Per essere un gran pugile
non
basta la corporatura, occorre la "cattiveria”. Per scalare lo
Stelvio e il Mortirolo ci vuole la tenacia, la volontà, la capacità
di soffrire, di sopportare il dolore, fisico e morale.
Non
troppo tempo fa, un pointer affrontava un turno su gli arati in una
giornata di tregenda, temperatura sotto zero, gelido vento di
violentissima tempesta, tormenta di neve che aveva trasformato l'aere
in un algido candido caos turbinoso. Quel pointer, col passare dei
minuti. aumentava sempre più l'andatura, un galoppo travolgente, nel
suo viso pareva trasfusa un'atavica rabbia, la sua figura assumeva
tratti decisamente surreali, ora un po' più nitida, ora quasi
confusa nel bianco, delineata solo dall'alone indistinto che il vento
crudele spargeva a lui dintorno. Un riverbero, una nuvola in cui gli
dei omerici racchiudevano gli eroi guerrieri per celarli al fato
arcano.
Colombo,
nel definire il trialer, si è probabilmente ispirato alla bronzea
statua del Puro folle, di Adolfo Wildt, conservata a Milano e
raffigurante Parsifal. Il trialer come eterno Parsifal, eroe senza
macchia e senza paura.
Il
corpus
unitario della GC, ma il suo duplice destino
La
GC, modello stilizzato ed astratto, essenziale semplificazione,
costituisce, come abbiamo visto, la ricostruzione in laboratorio
dell' ambiente naturale darwiniano. Ed è un modello perfetto: non vi
sono mai state, non vi sono e non vi saranno incrinature nel modo di
intendere la sua essenza, e di tradurla in operazioni. Meccanismo di
selezione che ha sfidato enormi cambiamenti nel mondo circostante,
peraltro continuando a dimostrare, con i fatti, la sua invidiabile
efficacia, la sua perfetta coerenza.
L'individuo
adatto, che supera la prova ed è quindi idoneo alla prosecuzione
della stirpe, si può ben dire che racchiuda in sé almeno quattro
virtù sempre ritenute fondamentali, e tuttora pienamente rispettate:
-il fisico d'acciaio,
l'elettissimo corpo d'atleta
-l'animo
che aspira a gli alti ideali
-la
capacità di fermare le starne procedendo a velocità esasperata
-la
disposizione innata ad apprendere il severissimo addestramento
del trialer
La
GC può vedersi del tutto svincolata da ogni finalismo che non le sia
interno.
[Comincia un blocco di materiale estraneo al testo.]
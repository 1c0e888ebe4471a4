//! # Errors of algebraic operations
//!
//! Operations validate their operands before doing any work, and always build a fresh result.
//! When an error is returned, nothing has been computed that the caller could observe.
use thiserror::Error;

use crate::algorithm::Operation;
use crate::data::linear_algebra::{Coordinate, Dimensions};

/// Created when an operation can't produce a result for its operands.
#[derive(Debug, Error, Clone, Copy, PartialEq, Eq)]
pub enum OperationError {
    /// The shapes of the operands are not compatible for the operation.
    ///
    /// Addition and subtraction need equal shapes, multiplication needs the number of columns of
    /// the left operand to equal the number of rows of the right operand.
    #[error("Dimension mismatch: can't {operation} a {left} matrix and a {right} matrix")]
    DimensionMismatch {
        /// Operation that was attempted.
        operation: Operation,
        /// Shape of the left operand.
        left: Dimensions,
        /// Shape of the right operand.
        right: Dimensions,
    },
    /// A value doesn't fit the element type.
    #[error("Overflow: the {operation} result at {coordinate} doesn't fit the element type")]
    Overflow {
        /// Operation that was attempted.
        operation: Operation,
        /// Coordinate in the result at which the overflow happened.
        coordinate: Coordinate,
    },
    /// A binary operation was requested with only one operand.
    #[error("Missing operand: {operation} needs two matrices")]
    MissingOperand {
        /// Operation that was attempted.
        operation: Operation,
    },
}

impl OperationError {
    /// Create a `DimensionMismatch` error.
    pub fn dimension_mismatch(operation: Operation, left: Dimensions, right: Dimensions) -> Self {
        Self::DimensionMismatch { operation, left, right }
    }

    /// Create an `Overflow` error.
    pub fn overflow(operation: Operation, coordinate: Coordinate) -> Self {
        Self::Overflow { operation, coordinate }
    }
}
//! # Traits for elements in sparse data structures
//!
//! Values that are not stored are zero, so every element type needs to know its zero. All
//! arithmetic on elements is checked: the matrices hold exact integers and a result that doesn't
//! fit the element type is an error, never a wrapped value. Elements are ordered, so that sums can
//! be formed in an order that doesn't pass through values out of range.
use std::fmt::{Debug, Display};

use num_traits::{CheckedAdd, CheckedMul, CheckedNeg, CheckedSub, Zero};

/// Element of a `SparseMatrix`.
///
/// Implemented for all types that have the required properties, most notably the primitive
/// integers.
pub trait Element:
    Copy +
    Ord +
    Debug +
    Display +
    Zero +
    CheckedAdd +
    CheckedSub +
    CheckedMul +
    CheckedNeg +
{
}

impl<T> Element for T
where
    T: Copy + Ord + Debug + Display + Zero + CheckedAdd + CheckedSub + CheckedMul + CheckedNeg,
{
}

#[cfg(test)]
mod test {
    use super::Element;

    fn accepts<F: Element>(value: F) -> bool {
        value.is_zero()
    }

    #[test]
    fn primitive_integers() {
        assert!(accepts(0_i8));
        assert!(accepts(0_i32));
        assert!(!accepts(-3_i64));
        assert!(!accepts(7_i128));
        assert!(accepts(0_u16));
    }
}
La GC in sé e per sé, fine a se stessa, con l'unico
compito dichiarato di essere la riserva aurea, la banca del seme:
istituto per la conservazione del modello di pointer e setter di
qualità superiore, la GC è un patrimonio e trova in se stessa la
sua giustificazione.
Quando
ormai le cariche della cavalleria fanno parte della storia del
passato, glorioso ma passato, quando l'umanità si sposta con
autovetture, treni ad alta velocità, aeroplani ed elicotteri,
quando anche le carrozze dei vetturini, romantici veicoli di turisti
e d'innamorati, rischiano di esser messe al bando, quando gli
arabili campi sono solcati da potentissime macchine, il cavallo,
nobilissima creatura, vede la sua unica ragione di sopravvivenza
nello sport.
Non
è affatto da escludere che quel che resta della caccia in Italia
(ben poco, purtroppo) sia presto abolito con un tratto di spugna, ed
è soprattutto prevedibile che una volta accaduto questo deprecabile
fatto la sorte del cane da caccia nel "bel paese” sia segnata. Ma
resterà sempre, in altre parti d'Europa e del mondo, l'orticello di
Bruna, dove la razza dei nostri cani assurgerà ad un ruolo sempre
più alto: la conservazione dell'onore e del blasone di famiglia.
Questa
è la prima branca. La seconda, invece, è quella di tipo secondario,
utilitaristico. Nessuno, credo, può aver mai realisticamente
pensato che un cane che nasce da una stirpe indomita di trialer,
qualora non riesca ad emergere in GC, sarà comunque un eccellente
cane da caccia. Visione ingenua e velleitaria e infondata quant'
altre mai.
Se
vogliamo, e dobbiamo, essere coerenti, devesi innanzitutto
riconoscere che la selezione del buon cane da caccia ha poco a che
vedere con quella del trialer. Il caparbio, ostinato, meticoloso
lavoro del cane da caccia non ha alcun punto di contatto con
l'astratto schema della cerca incrociata, la sua selvaggina è molto
più difficile da cacciare, il suo ambiente d'elezione è in molti
casi il bosco, il roveto, il canneto, il padule, le distese di folti
arbusti, le cime rocciose, dove si richiede sagacia, prudenza,
scaltrezza, magistero artigianale, passione, intelligenza venatoria,
astuzia, mestiere, riporto, recupero, fremente dimenìo di coda che
serve a mostrare la vicinanza del selvatico, naso a scrivere per
terra, a dipanare l'intricato errore dell' usta, volontà di svolgere
un lavoro di coppia, sì, ma con il cacciatore, in una meravigliosa
intesa, collegamento, cooperazione tra uomo e cane! Tutte cose che
esulano anni luce dal limitato e ripetitivo repertorio del trialer.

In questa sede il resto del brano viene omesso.